----- Recorded data

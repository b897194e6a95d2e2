//! Minimal client for the Gemini Live bidirectional streaming API.
//!
//! [`LiveClient::connect`] performs the setup handshake and returns a
//! [`LiveSender`] / [`LiveReceiver`] pair over one WebSocket.

pub mod client;
pub mod types;

pub use client::{DEFAULT_ENDPOINT, LiveClient, LiveReceiver, LiveSender};
pub use types::{
    AutomaticActivityDetection, FunctionCall, FunctionDeclaration, FunctionResponse, LiveEvent,
    RealtimeInput, ResponseModality, ServerContent, Setup, Tool, ToolCall,
};
//! Channel-backed fakes of the client and upstream transports.

use super::{
    client::{ClientSink, ClientSource},
    protocol::{ClientMessage, ServerMessage},
    upstream::{UpstreamConnector, UpstreamPair, UpstreamSink, UpstreamSource},
};
use anyhow::{Result, anyhow};
use async_trait::async_trait;
use avatar_core::{ToolExecutor, ToolSpec};
use gemini_live::{FunctionResponse, LiveEvent, RealtimeInput, Setup};
use serde_json::Value;
use std::{
    collections::HashSet,
    sync::{
        Arc,
        atomic::{AtomicUsize, Ordering},
    },
    time::Duration,
};
use tokio::sync::{
    Mutex, Notify,
    mpsc::{self, UnboundedReceiver, UnboundedSender},
};

pub struct FakeClientSink {
    tx: UnboundedSender<ServerMessage>,
}

#[async_trait]
impl ClientSink for FakeClientSink {
    async fn send(&self, msg: ServerMessage) -> Result<()> {
        self.tx
            .send(msg)
            .map_err(|_| anyhow!("fake client receiver dropped"))
    }
}

pub fn client_sink() -> (Arc<FakeClientSink>, UnboundedReceiver<ServerMessage>) {
    let (tx, rx) = mpsc::unbounded_channel();
    (Arc::new(FakeClientSink { tx }), rx)
}

pub struct FakeClientSource {
    rx: UnboundedReceiver<Result<ClientMessage>>,
}

#[async_trait]
impl ClientSource for FakeClientSource {
    async fn recv(&mut self) -> Result<Option<ClientMessage>> {
        self.rx.recv().await.transpose()
    }
}

/// Dropping the sender reads as a client disconnect.
pub fn client_source() -> (UnboundedSender<Result<ClientMessage>>, FakeClientSource) {
    let (tx, rx) = mpsc::unbounded_channel();
    (tx, FakeClientSource { rx })
}

#[derive(Debug, Clone, PartialEq)]
pub enum UpstreamCall {
    Input(RealtimeInput),
    ToolResponse(Vec<FunctionResponse>),
}

pub struct FakeUpstreamSink {
    tx: UnboundedSender<UpstreamCall>,
    pub closes: AtomicUsize,
}

#[async_trait]
impl UpstreamSink for FakeUpstreamSink {
    async fn send_realtime_input(&self, input: RealtimeInput) -> Result<()> {
        self.tx
            .send(UpstreamCall::Input(input))
            .map_err(|_| anyhow!("fake upstream receiver dropped"))
    }

    async fn send_tool_response(&self, responses: Vec<FunctionResponse>) -> Result<()> {
        self.tx
            .send(UpstreamCall::ToolResponse(responses))
            .map_err(|_| anyhow!("fake upstream receiver dropped"))
    }

    async fn close(&self) -> Result<()> {
        self.closes.fetch_add(1, Ordering::SeqCst);
        Ok(())
    }
}

pub fn upstream_sink() -> (Arc<FakeUpstreamSink>, UnboundedReceiver<UpstreamCall>) {
    let (tx, rx) = mpsc::unbounded_channel();
    let sink = FakeUpstreamSink {
        tx,
        closes: AtomicUsize::new(0),
    };
    (Arc::new(sink), rx)
}

pub struct FakeUpstreamSource {
    rx: UnboundedReceiver<Result<LiveEvent>>,
}

#[async_trait]
impl UpstreamSource for FakeUpstreamSource {
    async fn next_event(&mut self) -> Result<Option<LiveEvent>> {
        self.rx.recv().await.transpose()
    }
}

/// Dropping the sender reads as the upstream closing normally.
pub fn upstream_source() -> (UnboundedSender<Result<LiveEvent>>, FakeUpstreamSource) {
    let (tx, rx) = mpsc::unbounded_channel();
    (tx, FakeUpstreamSource { rx })
}

/// Hands out one prepared upstream pair and records the setup it was given.
pub struct FakeConnector {
    pair: Mutex<Option<UpstreamPair>>,
    pub setups: Mutex<Vec<Setup>>,
}

impl FakeConnector {
    pub fn new(sink: Arc<dyn UpstreamSink>, source: Box<dyn UpstreamSource>) -> Self {
        Self {
            pair: Mutex::new(Some((sink, source))),
            setups: Mutex::new(Vec::new()),
        }
    }
}

#[async_trait]
impl UpstreamConnector for FakeConnector {
    async fn connect(&self, setup: Setup) -> Result<UpstreamPair> {
        self.setups.lock().await.push(setup);
        self.pair
            .lock()
            .await
            .take()
            .ok_or_else(|| anyhow!("fake connector already used"))
    }
}

/// A tool catalog whose invocations never finish.
pub struct StuckTools {
    pub names: HashSet<String>,
    pub started: Notify,
    pub closes: AtomicUsize,
}

impl StuckTools {
    pub fn new(names: &[&str]) -> Self {
        Self {
            names: names.iter().map(|n| n.to_string()).collect(),
            started: Notify::new(),
            closes: AtomicUsize::new(0),
        }
    }
}

#[async_trait]
impl ToolExecutor for StuckTools {
    async fn list_tools(&self) -> Result<Vec<ToolSpec>> {
        Ok(Vec::new())
    }

    async fn list_tool_names(&self) -> Result<HashSet<String>> {
        Ok(self.names.clone())
    }

    async fn invoke(&self, _name: &str, _args: Value) -> Result<Value> {
        self.started.notify_one();
        std::future::pending().await
    }

    async fn close(&self) -> Result<()> {
        self.closes.fetch_add(1, Ordering::SeqCst);
        Ok(())
    }
}

/// Receives the next message or fails the test after two seconds.
pub async fn next<T>(rx: &mut UnboundedReceiver<T>) -> T {
    tokio::time::timeout(Duration::from_secs(2), rx.recv())
        .await
        .expect("timed out waiting for message")
        .expect("channel closed")
}

/// Asserts nothing else arrives within a short grace period.
pub async fn assert_quiet<T: std::fmt::Debug>(rx: &mut UnboundedReceiver<T>) {
    if let Ok(Some(extra)) = tokio::time::timeout(Duration::from_millis(100), rx.recv()).await {
        panic!("unexpected message: {extra:?}");
    }
}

----------

◆ Work required:
Work out how many lines in the preceding data include the word "recv". State only that number.

◆ Solution to this problem:
5